Task statement:
When a line below holds the string "Some", show that line.

[Opening Input material section]

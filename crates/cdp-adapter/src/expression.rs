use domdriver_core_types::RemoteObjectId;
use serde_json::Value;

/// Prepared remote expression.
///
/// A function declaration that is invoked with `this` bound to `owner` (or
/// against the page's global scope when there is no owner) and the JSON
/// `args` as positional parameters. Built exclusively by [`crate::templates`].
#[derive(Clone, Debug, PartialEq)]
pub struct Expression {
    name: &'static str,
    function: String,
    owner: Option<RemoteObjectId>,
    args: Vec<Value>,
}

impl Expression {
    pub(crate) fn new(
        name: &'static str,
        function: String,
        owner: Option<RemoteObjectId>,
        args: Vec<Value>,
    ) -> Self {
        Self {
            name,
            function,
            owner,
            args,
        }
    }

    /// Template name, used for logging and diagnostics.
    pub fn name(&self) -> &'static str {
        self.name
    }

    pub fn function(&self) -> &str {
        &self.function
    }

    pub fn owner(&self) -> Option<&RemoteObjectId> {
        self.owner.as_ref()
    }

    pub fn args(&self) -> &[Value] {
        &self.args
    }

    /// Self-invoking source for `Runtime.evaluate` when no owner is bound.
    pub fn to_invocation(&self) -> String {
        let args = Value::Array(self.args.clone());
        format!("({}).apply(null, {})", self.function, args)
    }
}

[Closing Input material section]
[Opening Input material section]

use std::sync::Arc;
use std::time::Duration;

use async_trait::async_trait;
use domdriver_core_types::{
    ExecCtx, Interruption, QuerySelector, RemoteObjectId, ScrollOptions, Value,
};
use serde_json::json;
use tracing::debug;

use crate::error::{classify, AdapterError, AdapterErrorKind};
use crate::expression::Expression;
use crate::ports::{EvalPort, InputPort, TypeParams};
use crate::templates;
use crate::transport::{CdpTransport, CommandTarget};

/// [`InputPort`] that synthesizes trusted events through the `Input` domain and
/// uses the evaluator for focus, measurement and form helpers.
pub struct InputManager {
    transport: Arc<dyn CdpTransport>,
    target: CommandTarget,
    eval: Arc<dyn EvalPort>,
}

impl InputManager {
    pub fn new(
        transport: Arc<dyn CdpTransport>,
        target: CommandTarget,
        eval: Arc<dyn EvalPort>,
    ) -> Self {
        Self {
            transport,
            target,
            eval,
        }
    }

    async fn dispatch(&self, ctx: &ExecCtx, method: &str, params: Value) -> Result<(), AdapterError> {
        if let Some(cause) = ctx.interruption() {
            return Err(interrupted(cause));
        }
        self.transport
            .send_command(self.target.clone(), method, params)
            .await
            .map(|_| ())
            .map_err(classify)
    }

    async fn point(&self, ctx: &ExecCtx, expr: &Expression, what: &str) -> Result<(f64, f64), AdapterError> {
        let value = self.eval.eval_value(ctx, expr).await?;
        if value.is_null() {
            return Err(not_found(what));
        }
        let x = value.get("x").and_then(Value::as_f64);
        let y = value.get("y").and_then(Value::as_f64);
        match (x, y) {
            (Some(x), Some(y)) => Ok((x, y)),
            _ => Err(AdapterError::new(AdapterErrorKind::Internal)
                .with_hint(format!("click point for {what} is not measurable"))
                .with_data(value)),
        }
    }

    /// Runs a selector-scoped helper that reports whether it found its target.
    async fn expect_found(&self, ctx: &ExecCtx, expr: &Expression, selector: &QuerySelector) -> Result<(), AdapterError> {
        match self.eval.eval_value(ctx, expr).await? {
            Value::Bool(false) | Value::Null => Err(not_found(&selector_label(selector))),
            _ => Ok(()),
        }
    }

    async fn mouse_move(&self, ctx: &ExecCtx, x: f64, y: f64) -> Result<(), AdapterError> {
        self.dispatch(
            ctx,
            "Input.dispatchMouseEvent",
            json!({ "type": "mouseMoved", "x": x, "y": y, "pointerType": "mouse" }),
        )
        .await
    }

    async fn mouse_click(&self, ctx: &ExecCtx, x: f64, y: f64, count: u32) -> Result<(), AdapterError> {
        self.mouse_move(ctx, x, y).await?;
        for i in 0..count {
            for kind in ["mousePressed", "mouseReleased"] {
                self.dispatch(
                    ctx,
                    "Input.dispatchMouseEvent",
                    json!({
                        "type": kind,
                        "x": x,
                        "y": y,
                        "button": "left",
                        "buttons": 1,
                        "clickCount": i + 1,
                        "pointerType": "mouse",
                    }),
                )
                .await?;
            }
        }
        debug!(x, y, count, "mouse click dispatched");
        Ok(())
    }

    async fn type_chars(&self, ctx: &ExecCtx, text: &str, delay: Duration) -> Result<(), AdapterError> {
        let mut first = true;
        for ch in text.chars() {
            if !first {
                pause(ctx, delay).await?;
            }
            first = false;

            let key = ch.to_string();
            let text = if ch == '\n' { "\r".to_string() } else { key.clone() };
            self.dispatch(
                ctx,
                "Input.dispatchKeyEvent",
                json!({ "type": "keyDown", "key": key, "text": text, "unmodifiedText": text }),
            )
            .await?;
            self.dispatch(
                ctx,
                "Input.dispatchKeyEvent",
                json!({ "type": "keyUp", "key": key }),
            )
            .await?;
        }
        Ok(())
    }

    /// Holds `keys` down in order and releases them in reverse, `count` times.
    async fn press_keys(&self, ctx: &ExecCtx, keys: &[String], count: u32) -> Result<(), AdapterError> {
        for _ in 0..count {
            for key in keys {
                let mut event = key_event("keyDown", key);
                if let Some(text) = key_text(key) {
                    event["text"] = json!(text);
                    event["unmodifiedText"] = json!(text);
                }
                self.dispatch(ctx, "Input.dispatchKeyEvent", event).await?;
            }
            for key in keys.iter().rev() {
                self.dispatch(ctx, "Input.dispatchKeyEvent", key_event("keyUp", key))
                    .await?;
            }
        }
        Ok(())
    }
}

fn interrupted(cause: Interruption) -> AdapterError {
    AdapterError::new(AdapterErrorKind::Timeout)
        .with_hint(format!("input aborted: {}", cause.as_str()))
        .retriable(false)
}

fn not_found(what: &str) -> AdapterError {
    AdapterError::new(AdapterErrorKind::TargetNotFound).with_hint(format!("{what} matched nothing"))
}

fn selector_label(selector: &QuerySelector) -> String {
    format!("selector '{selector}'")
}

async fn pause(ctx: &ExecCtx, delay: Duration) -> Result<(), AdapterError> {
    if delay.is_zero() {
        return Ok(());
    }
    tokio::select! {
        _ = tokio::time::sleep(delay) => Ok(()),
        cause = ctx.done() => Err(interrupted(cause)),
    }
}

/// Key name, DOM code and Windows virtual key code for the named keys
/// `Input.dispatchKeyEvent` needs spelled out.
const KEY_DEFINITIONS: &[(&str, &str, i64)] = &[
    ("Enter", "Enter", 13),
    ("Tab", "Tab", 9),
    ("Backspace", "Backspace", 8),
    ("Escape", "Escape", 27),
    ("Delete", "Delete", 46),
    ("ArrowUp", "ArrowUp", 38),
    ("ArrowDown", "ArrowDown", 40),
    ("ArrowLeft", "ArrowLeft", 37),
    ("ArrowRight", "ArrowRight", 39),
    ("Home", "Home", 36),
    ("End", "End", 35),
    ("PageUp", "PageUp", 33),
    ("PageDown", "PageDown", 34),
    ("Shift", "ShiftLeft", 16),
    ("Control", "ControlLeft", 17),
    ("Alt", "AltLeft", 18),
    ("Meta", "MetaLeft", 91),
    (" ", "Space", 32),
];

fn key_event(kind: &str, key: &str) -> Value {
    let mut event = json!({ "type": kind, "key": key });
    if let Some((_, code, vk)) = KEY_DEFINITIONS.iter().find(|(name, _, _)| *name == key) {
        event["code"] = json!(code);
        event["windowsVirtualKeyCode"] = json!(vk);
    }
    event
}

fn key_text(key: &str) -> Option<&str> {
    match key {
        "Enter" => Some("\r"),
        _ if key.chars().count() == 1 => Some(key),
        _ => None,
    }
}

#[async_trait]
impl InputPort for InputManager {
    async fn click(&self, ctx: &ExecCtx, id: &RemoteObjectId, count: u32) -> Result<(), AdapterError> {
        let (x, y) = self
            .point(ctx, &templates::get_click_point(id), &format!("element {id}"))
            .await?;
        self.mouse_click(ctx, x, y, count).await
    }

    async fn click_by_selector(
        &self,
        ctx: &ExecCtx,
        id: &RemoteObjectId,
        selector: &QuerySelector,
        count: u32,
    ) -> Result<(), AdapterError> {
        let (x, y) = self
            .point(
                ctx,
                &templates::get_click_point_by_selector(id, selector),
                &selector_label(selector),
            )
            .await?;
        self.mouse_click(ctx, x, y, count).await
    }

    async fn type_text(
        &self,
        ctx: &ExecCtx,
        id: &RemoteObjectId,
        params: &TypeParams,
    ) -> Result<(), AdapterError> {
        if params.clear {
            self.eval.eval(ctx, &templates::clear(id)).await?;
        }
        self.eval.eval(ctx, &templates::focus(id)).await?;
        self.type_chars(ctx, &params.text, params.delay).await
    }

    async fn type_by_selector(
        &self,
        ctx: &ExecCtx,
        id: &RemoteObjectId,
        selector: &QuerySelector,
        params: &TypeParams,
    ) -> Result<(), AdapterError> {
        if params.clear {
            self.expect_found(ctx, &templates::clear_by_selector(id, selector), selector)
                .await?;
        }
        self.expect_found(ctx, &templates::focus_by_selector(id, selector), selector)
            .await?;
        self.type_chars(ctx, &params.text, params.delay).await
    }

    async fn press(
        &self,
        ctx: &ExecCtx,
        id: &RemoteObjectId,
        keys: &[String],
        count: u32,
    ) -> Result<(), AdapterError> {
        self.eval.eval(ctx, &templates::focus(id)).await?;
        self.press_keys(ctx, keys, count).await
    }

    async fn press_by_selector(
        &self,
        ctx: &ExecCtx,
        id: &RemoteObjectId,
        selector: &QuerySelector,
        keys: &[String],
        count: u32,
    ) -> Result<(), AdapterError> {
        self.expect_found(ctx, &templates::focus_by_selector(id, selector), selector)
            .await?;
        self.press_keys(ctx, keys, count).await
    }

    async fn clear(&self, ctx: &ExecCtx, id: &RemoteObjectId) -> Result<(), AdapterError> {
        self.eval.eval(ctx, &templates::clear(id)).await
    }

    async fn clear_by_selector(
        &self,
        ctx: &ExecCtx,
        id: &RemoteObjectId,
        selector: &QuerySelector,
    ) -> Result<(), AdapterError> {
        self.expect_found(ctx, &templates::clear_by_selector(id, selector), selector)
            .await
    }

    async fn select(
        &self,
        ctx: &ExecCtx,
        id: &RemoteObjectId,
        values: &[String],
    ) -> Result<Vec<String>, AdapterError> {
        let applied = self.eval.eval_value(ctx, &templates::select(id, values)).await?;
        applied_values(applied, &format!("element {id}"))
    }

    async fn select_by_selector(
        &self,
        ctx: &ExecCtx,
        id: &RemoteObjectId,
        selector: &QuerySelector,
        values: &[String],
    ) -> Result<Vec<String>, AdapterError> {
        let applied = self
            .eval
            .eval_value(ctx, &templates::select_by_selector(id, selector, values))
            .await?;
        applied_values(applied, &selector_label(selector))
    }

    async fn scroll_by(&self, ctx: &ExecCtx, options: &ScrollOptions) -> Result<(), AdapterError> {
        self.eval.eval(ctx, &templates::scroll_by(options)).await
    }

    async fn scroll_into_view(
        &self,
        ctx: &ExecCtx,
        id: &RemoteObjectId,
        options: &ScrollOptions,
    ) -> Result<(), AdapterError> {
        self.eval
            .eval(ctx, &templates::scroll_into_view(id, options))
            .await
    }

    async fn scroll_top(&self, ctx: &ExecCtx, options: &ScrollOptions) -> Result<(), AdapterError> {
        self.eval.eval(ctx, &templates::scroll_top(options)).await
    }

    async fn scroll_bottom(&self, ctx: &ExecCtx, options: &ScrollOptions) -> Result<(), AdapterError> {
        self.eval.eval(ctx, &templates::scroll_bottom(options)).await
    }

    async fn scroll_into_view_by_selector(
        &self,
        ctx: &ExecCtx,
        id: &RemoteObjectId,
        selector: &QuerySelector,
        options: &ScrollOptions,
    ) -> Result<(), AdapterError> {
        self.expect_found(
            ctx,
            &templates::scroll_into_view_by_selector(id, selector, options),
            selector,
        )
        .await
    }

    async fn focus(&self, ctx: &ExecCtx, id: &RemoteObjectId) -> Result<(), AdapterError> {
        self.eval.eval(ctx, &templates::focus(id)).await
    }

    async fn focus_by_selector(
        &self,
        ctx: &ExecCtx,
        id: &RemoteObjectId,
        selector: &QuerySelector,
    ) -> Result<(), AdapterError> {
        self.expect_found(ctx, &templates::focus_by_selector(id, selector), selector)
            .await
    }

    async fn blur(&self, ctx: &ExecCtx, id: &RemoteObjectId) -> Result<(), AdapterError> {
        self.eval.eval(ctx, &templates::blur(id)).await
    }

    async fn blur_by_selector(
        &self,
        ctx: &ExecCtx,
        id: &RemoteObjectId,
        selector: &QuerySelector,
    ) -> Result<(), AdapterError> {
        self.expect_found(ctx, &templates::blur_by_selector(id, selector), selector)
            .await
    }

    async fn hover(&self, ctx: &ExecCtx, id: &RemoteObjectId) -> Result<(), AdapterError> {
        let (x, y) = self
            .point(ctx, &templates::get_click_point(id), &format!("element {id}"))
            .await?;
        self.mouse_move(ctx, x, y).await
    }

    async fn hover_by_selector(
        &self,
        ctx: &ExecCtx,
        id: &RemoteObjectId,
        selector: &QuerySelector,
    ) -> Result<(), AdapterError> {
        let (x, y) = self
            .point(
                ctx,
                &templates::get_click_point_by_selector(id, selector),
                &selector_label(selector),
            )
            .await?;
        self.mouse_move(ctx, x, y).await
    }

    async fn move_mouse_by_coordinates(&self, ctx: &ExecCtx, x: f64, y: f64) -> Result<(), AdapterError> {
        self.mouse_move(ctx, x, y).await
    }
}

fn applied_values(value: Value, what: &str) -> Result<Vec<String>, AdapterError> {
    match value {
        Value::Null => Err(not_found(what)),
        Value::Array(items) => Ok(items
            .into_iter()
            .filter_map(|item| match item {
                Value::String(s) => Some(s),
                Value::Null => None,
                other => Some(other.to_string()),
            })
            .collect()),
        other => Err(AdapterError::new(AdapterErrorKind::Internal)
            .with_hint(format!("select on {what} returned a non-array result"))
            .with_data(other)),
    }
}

[Closing Input material section]
[Opening Input material section]

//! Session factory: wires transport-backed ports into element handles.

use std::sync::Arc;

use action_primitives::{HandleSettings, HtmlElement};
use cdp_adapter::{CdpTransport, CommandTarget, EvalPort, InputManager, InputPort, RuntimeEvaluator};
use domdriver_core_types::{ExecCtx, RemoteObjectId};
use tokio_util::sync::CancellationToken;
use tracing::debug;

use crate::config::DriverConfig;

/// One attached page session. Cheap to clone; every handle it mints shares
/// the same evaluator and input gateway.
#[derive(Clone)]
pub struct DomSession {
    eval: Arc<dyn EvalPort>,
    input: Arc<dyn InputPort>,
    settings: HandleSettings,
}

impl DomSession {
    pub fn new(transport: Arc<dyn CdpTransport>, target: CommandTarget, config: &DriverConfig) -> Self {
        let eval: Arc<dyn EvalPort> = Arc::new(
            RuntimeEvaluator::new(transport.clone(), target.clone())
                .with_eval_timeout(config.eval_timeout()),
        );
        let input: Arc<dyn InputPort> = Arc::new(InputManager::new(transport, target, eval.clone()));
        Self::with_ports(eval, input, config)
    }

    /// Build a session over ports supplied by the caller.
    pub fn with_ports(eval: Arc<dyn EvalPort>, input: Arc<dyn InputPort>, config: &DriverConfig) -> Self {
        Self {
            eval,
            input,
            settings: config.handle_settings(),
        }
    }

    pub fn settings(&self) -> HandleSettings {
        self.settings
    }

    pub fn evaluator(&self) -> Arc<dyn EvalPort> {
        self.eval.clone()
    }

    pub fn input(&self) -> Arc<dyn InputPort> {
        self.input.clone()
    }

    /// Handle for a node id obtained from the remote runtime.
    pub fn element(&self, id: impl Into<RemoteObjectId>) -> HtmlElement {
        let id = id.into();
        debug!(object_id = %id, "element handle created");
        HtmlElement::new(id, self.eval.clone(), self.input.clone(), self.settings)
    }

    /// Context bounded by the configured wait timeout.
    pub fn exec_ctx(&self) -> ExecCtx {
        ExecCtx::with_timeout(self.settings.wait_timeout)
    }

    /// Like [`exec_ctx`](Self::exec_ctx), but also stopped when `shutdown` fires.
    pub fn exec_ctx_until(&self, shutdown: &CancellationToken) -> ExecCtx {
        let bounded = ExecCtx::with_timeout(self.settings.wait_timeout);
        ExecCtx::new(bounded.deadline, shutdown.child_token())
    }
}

[Closing Input material section]

Result of this exercise:
        if let Some(cause) = ctx.interruption() {
            (Some(x), Some(y)) => Ok((x, y)),
                if let Some(text) = key_text(key) {
    if let Some((_, code, vk)) = KEY_DEFINITIONS.iter().find(|(name, _, _)| *name == key) {
        "Enter" => Some("\r"),
        _ if key.chars().count() == 1 => Some(key),
                Value::String(s) => Some(s),
                other => Some(other.to_string()),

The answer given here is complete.